Le fabricant — Christofle, WMF, Loftus, Mappin and Webb, Elkington, Gorham. Les poinçons du fabricant sur le fond du shaker sont la preuve d'authenticité.

Le type — Le Parisien (type 3) est le plus collectionné, suivi du Boston original (type 2). Le cobbler (type 4) est plus courant et moins recherché, sauf les modèles Hauck originaux.

L'état — Le placage argent s'use avec l'usage. Un shaker avec placage intact vaut deux à trois fois plus qu'un shaker usé montrant le métal de base.

La provenance — Un shaker ayant appartenu à un bar célèbre, un bartender connu ou un personnage historique multiplie la valeur.

Les shakers modernes haut de gamme

La renaissance du cocktail a créé un marché pour des shakers modernes de haute qualité :

Cocktail Kingdom (New York) — La référence en équipement de bar professionnel. Leurs shakers en acier inoxydable, conçus par Greg Boehm, sont les plus utilisés dans les bars craft du monde.

Yukiwa et Birdy (Japon) — Les cobbler shakers japonais en acier inoxydable poli, usinés avec une précision d'horlogerie.

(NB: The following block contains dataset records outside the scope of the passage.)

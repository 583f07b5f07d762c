// Embedding-based topic strategy using a local sentence-transformer model.
//
// Instead of literal trigger matching (which fails when a patient writes
// "overcharged" and the taxonomy says "expensive"), this strategy embeds each
// content token of the feedback into a 384-dimensional vector and compares it
// against pre-embedded trigger terms. A topic's score is the mean over tokens
// of the best similarity to any of its triggers; topics clearing the
// threshold come back sorted by score, best first.
//
// The model runs locally via ONNX — no API calls, no rate limits. When the
// model files are missing or inference fails, the strategy degrades to a
// whole-word overlap fraction on the same 0..1 scale, so the configured
// threshold keeps its meaning. That degradation is recovered here and never
// surfaced to callers.

use std::collections::HashSet;
use std::path::{Path, PathBuf};
use std::sync::Mutex;

use anyhow::{Context, Result};
use ort::session::Session;
use ort::value::Tensor;
use tokenizers::Tokenizer;
use tracing::{debug, warn};

use super::taxonomy::TopicTaxonomy;
use super::traits::TopicStrategy;

/// Embedding dimension for all-MiniLM-L6-v2.
pub const EMBEDDING_DIM: usize = 384;

/// Score threshold a topic must clear to be reported.
pub const DEFAULT_THRESHOLD: f64 = 0.45;

/// Default directory for the embedding model files.
pub fn default_model_dir() -> PathBuf {
    dirs::data_local_dir()
        .unwrap_or_else(|| PathBuf::from("."))
        .join("careline")
        .join("embedding-model")
}

/// Term embedder backed by a local ONNX model. Converts short terms and
/// tokens into dense vectors suitable for cosine comparison.
///
/// Session sits behind a Mutex because ort's run takes &mut self; inference
/// is CPU-bound and short, so contention is minimal.
pub struct TermEmbedder {
    session: Mutex<Session>,
    tokenizer: Tokenizer,
}

impl TermEmbedder {
    /// Load the embedding model and tokenizer from the given directory.
    ///
    /// Expects `model.onnx` and `tokenizer.json` in the directory.
    pub fn load(model_dir: &Path) -> Result<Self> {
        let model_path = model_dir.join("model.onnx");
        let tokenizer_path = model_dir.join("tokenizer.json");

        if !model_path.exists() {
            anyhow::bail!("Embedding model not found: {}", model_path.display());
        }
        if !tokenizer_path.exists() {
            anyhow::bail!("Embedding tokenizer not found: {}", tokenizer_path.display());
        }

        let session = Session::builder()
            .context("Failed to create ONNX session builder")?
            .commit_from_file(&model_path)
            .with_context(|| {
                format!("Failed to load embedding model from {}", model_path.display())
            })?;

        let tokenizer = Tokenizer::from_file(&tokenizer_path)
            .map_err(|e| anyhow::anyhow!("Failed to load embedding tokenizer: {}", e))?;

        debug!("Loaded embedding model from {}", model_dir.display());

        Ok(Self {
            session: Mutex::new(session),
            tokenizer,
        })
    }

    /// Embed a batch of terms into mean-pooled vectors.
    pub fn embed_batch(&self, terms: &[String]) -> Result<Vec<Vec<f64>>> {
        if terms.is_empty() {
            return Ok(Vec::new());
        }

        let encodings: Vec<_> = terms
            .iter()
            .map(|t| {
                self.tokenizer
                    .encode(t.as_str(), true)
                    .map_err(|e| anyhow::anyhow!("Tokenization failed: {}", e))
            })
            .collect::<Result<Vec<_>>>()?;

        let batch_size = encodings.len();
        let max_len = encodings
            .iter()
            .map(|e| e.get_ids().len())
            .max()
            .unwrap_or(0);

        if max_len == 0 {
            return Ok(vec![vec![0.0; EMBEDDING_DIM]; batch_size]);
        }

        // Padded BERT inputs: input_ids, attention_mask (1 for real tokens),
        // token_type_ids (all zeros for single-sentence input).
        let mut input_ids_flat: Vec<i64> = Vec::with_capacity(batch_size * max_len);
        let mut attention_mask_flat: Vec<i64> = Vec::with_capacity(batch_size * max_len);
        let mut token_type_ids_flat: Vec<i64> = Vec::with_capacity(batch_size * max_len);

        for enc in &encodings {
            let ids = enc.get_ids();
            let mask = enc.get_attention_mask();
            let pad_len = max_len - ids.len();

            input_ids_flat.extend(ids.iter().map(|&id| id as i64));
            attention_mask_flat.extend(mask.iter().map(|&m| m as i64));
            token_type_ids_flat.extend(std::iter::repeat_n(0i64, ids.len()));

            input_ids_flat.extend(std::iter::repeat_n(0i64, pad_len));
            attention_mask_flat.extend(std::iter::repeat_n(0i64, pad_len));
            token_type_ids_flat.extend(std::iter::repeat_n(0i64, pad_len));
        }

        let shape = [batch_size as i64, max_len as i64];

        let input_ids_tensor = Tensor::from_array((shape, input_ids_flat))
            .context("Failed to create input_ids tensor")?;
        let attention_mask_tensor = Tensor::from_array((shape, attention_mask_flat.clone()))
            .context("Failed to create attention_mask tensor")?;
        let token_type_ids_tensor = Tensor::from_array((shape, token_type_ids_flat))
            .context("Failed to create token_type_ids tensor")?;

        // Output is last_hidden_state: [batch, seq_len, 384]
        let hidden_states = {
            let mut session = self
                .session
                .lock()
                .map_err(|e| anyhow::anyhow!("Session lock poisoned: {}", e))?;

            let outputs = session
                .run(ort::inputs! {
                    "input_ids" => input_ids_tensor,
                    "attention_mask" => attention_mask_tensor,
                    "token_type_ids" => token_type_ids_tensor
                })
                .context("Embedding ONNX inference failed")?;

            let (_shape, data) = outputs[0]
                .try_extract_tensor::<f32>()
                .context("Failed to extract embedding output tensor")?;

            data.to_vec()
        };

        // Mean pooling: average token embeddings weighted by attention mask.
        let mut embeddings = Vec::with_capacity(batch_size);
        for i in 0..batch_size {
            let mut sum = vec![0.0_f64; EMBEDDING_DIM];
            let mut mask_sum = 0.0_f64;

            for j in 0..max_len {
                let mask_val = attention_mask_flat[i * max_len + j] as f64;
                if mask_val > 0.0 {
                    mask_sum += mask_val;
                    let offset = (i * max_len + j) * EMBEDDING_DIM;
                    for k in 0..EMBEDDING_DIM {
                        sum[k] += hidden_states[offset + k] as f64 * mask_val;
                    }
                }
            }

            if mask_sum > 0.0 {
                for val in &mut sum {
                    *val /= mask_sum;
                }
            }

            embeddings.push(sum);
        }

        Ok(embeddings)
    }
}

/// Cosine similarity clamped to [0, 1]. Anti-correlated vectors are treated
/// as "no similarity" for scoring purposes.
pub fn cosine_similarity(a: &[f64], b: &[f64]) -> f64 {
    if a.len() != b.len() || a.is_empty() {
        return 0.0;
    }

    let mut dot = 0.0;
    let mut norm_a = 0.0;
    let mut norm_b = 0.0;
    for (x, y) in a.iter().zip(b.iter()) {
        dot += x * y;
        norm_a += x * x;
        norm_b += y * y;
    }

    if norm_a == 0.0 || norm_b == 0.0 {
        return 0.0;
    }

    (dot / (norm_a.sqrt() * norm_b.sqrt())).clamp(0.0, 1.0)
}

enum Backend {
    /// Model loaded; trigger vectors are pre-embedded per topic, in taxonomy
    /// order, so per-call work is one batch over the text's tokens.
    Embedding {
        embedder: TermEmbedder,
        trigger_vecs: Vec<Vec<Vec<f64>>>,
    },
    /// Model unavailable — score by whole-word overlap fraction instead.
    Overlap,
}

/// Embedding-based topic extractor with a built-in degraded mode.
pub struct SemanticStrategy {
    taxonomy: TopicTaxonomy,
    threshold: f64,
    stopwords: HashSet<String>,
    backend: Backend,
}

impl SemanticStrategy {
    /// Build the strategy, loading the model from `model_dir`.
    ///
    /// A missing or unloadable model is not an error: the strategy comes up
    /// in overlap mode and logs a warning. Trigger embeddings are computed
    /// once here, never per call.
    pub fn new(taxonomy: TopicTaxonomy, threshold: f64, model_dir: &Path) -> Self {
        let stopwords: HashSet<String> = stop_words::get(stop_words::LANGUAGE::English)
            .into_iter()
            .collect();

        let backend = match Self::load_backend(&taxonomy, model_dir) {
            Ok(backend) => backend,
            Err(e) => {
                warn!(
                    error = %e,
                    "Embedding model unavailable, using overlap scoring"
                );
                Backend::Overlap
            }
        };

        Self {
            taxonomy,
            threshold,
            stopwords,
            backend,
        }
    }

    fn load_backend(taxonomy: &TopicTaxonomy, model_dir: &Path) -> Result<Backend> {
        let embedder = TermEmbedder::load(model_dir)?;

        let mut trigger_vecs = Vec::with_capacity(taxonomy.entries.len());
        for entry in &taxonomy.entries {
            let vecs = embedder
                .embed_batch(&entry.triggers)
                .with_context(|| format!("Failed to embed triggers for \"{}\"", entry.name))?;
            trigger_vecs.push(vecs);
        }

        Ok(Backend::Embedding {
            embedder,
            trigger_vecs,
        })
    }

    /// Content tokens of the text: whitespace-split, stopwords removed.
    fn content_tokens(&self, text: &str) -> Vec<String> {
        text.split_whitespace()
            .filter(|t| !self.stopwords.contains(*t))
            .map(str::to_string)
            .collect()
    }

    /// Per-topic score = mean over tokens of the max similarity to any of the
    /// topic's trigger vectors.
    fn score_with_embeddings(
        &self,
        embedder: &TermEmbedder,
        trigger_vecs: &[Vec<Vec<f64>>],
        tokens: &[String],
    ) -> Result<Vec<(String, f64)>> {
        let token_vecs = embedder.embed_batch(tokens)?;

        let scores = self
            .taxonomy
            .entries
            .iter()
            .zip(trigger_vecs.iter())
            .map(|(entry, triggers)| {
                let total: f64 = token_vecs
                    .iter()
                    .map(|tv| {
                        triggers
                            .iter()
                            .map(|trig| cosine_similarity(tv, trig))
                            .fold(0.0_f64, f64::max)
                    })
                    .sum();
                (entry.name.clone(), total / token_vecs.len() as f64)
            })
            .collect();

        Ok(scores)
    }

    /// Degraded scoring: fraction of a topic's triggers present in the text
    /// as whole words. Same 0..1 scale as the embedding path, so the
    /// threshold stays meaningful.
    fn score_with_overlap(&self, text: &str) -> Vec<(String, f64)> {
        let padded = format!(" {text} ");

        self.taxonomy
            .entries
            .iter()
            .map(|entry| {
                let present = entry
                    .triggers
                    .iter()
                    .filter(|t| padded.contains(&format!(" {t} ")))
                    .count();
                (entry.name.clone(), present as f64 / entry.triggers.len() as f64)
            })
            .collect()
    }
}

impl TopicStrategy for SemanticStrategy {
    fn extract(&self, text: &str) -> Vec<String> {
        let tokens = self.content_tokens(text);
        if tokens.is_empty() {
            return Vec::new();
        }

        let scored = match &self.backend {
            Backend::Embedding {
                embedder,
                trigger_vecs,
            } => match self.score_with_embeddings(embedder, trigger_vecs, &tokens) {
                Ok(scored) => scored,
                Err(e) => {
                    warn!(error = %e, "Embedding inference failed, using overlap scoring");
                    self.score_with_overlap(text)
                }
            },
            Backend::Overlap => self.score_with_overlap(text),
        };

        let mut hits: Vec<(String, f64)> = scored
            .into_iter()
            .filter(|(_, score)| *score > self.threshold)
            .collect();
        hits.sort_by(|a, b| b.1.partial_cmp(&a.1).unwrap_or(std::cmp::Ordering::Equal));

        debug!(topics = hits.len(), "Semantic topic extraction");
        hits.into_iter().map(|(name, _)| name).collect()
    }

    fn name(&self) -> &'static str {
        "semantic"
    }
}

#[cfg(test)]
mod tests {
    use super::*;
    use crate::topics::taxonomy::TopicEntry;

    fn overlap_strategy(threshold: f64) -> SemanticStrategy {
        let taxonomy = TopicTaxonomy {
            entries: vec![
                TopicEntry {
                    name: "wait_time".to_string(),
                    triggers: vec!["wait".to_string(), "queue".to_string()],
                },
                TopicEntry {
                    name: "cost".to_string(),
                    triggers: vec![
                        "expensive".to_string(),
                        "bill".to_string(),
                        "price".to_string(),
                    ],
                },
            ],
        };
        // Nonexistent dir forces the overlap backend
        SemanticStrategy::new(taxonomy, threshold, Path::new("/nonexistent/model-dir"))
    }

    #[test]
    fn missing_model_degrades_to_overlap() {
        let strategy = overlap_strategy(0.45);
        assert!(matches!(strategy.backend, Backend::Overlap));
    }

    #[test]
    fn overlap_fraction_thresholding() {
        let strategy = overlap_strategy(0.45);
        // 1 of 2 wait_time triggers present as whole words = 0.5 > 0.45
        assert_eq!(strategy.extract("the wait was endless"), vec!["wait_time"]);
        // 1 of 3 cost triggers = 0.33, below the bar
        assert!(strategy.extract("the bill confused me").is_empty());
    }

    #[test]
    fn overlap_requires_whole_words() {
        let strategy = overlap_strategy(0.45);
        // "waiting" is not a whole-word hit for "wait" in this mode
        assert!(strategy.extract("waiting around all day").is_empty());
    }

    #[test]
    fn ranked_by_score_descending() {
        let strategy = overlap_strategy(0.3);
        // wait_time 2/2 = 1.0, cost 2/3 = 0.66 — wait_time first
        let found = strategy.extract("the queue to dispute an expensive bill was a long wait");
        assert_eq!(found, vec!["wait_time", "cost"]);
    }

    #[test]
    fn cosine_similarity_edge_cases() {
        assert_eq!(cosine_similarity(&[], &[]), 0.0);
        assert_eq!(cosine_similarity(&[1.0, 0.0], &[0.0, 0.0]), 0.0);
        assert!((cosine_similarity(&[1.0, 2.0], &[1.0, 2.0]) - 1.0).abs() < 1e-9);
        // Anti-correlated clamps to zero
        assert_eq!(cosine_similarity(&[1.0, 0.0], &[-1.0, 0.0]), 0.0);
    }
}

Le bouchon s'ajuste au micromètre, le versage est fluide et contrôlé. Prix : 80 à 200 euros.

Salvatore Calabrese — Le légendaire bartender italien (Donovan Bar, Londres) utilise des Parisiens vintage EPNS qu'il collectionne depuis des décennies. Il a aussi collaboré avec des fabricants pour produire des répliques modernes en EPNS — un retour aux sources qui, selon le Oxford Companion, pourrait signaler un revival de ce matériau.

L'équipement de bar est un investissement à long terme. Un bon set de tins en acier inoxydable dure toute une carrière. Un shaker vintage en EPNS dure un siècle. Quel que soit le matériau, le meilleur shaker est celui qu'on utilise — pas celui qu'on expose.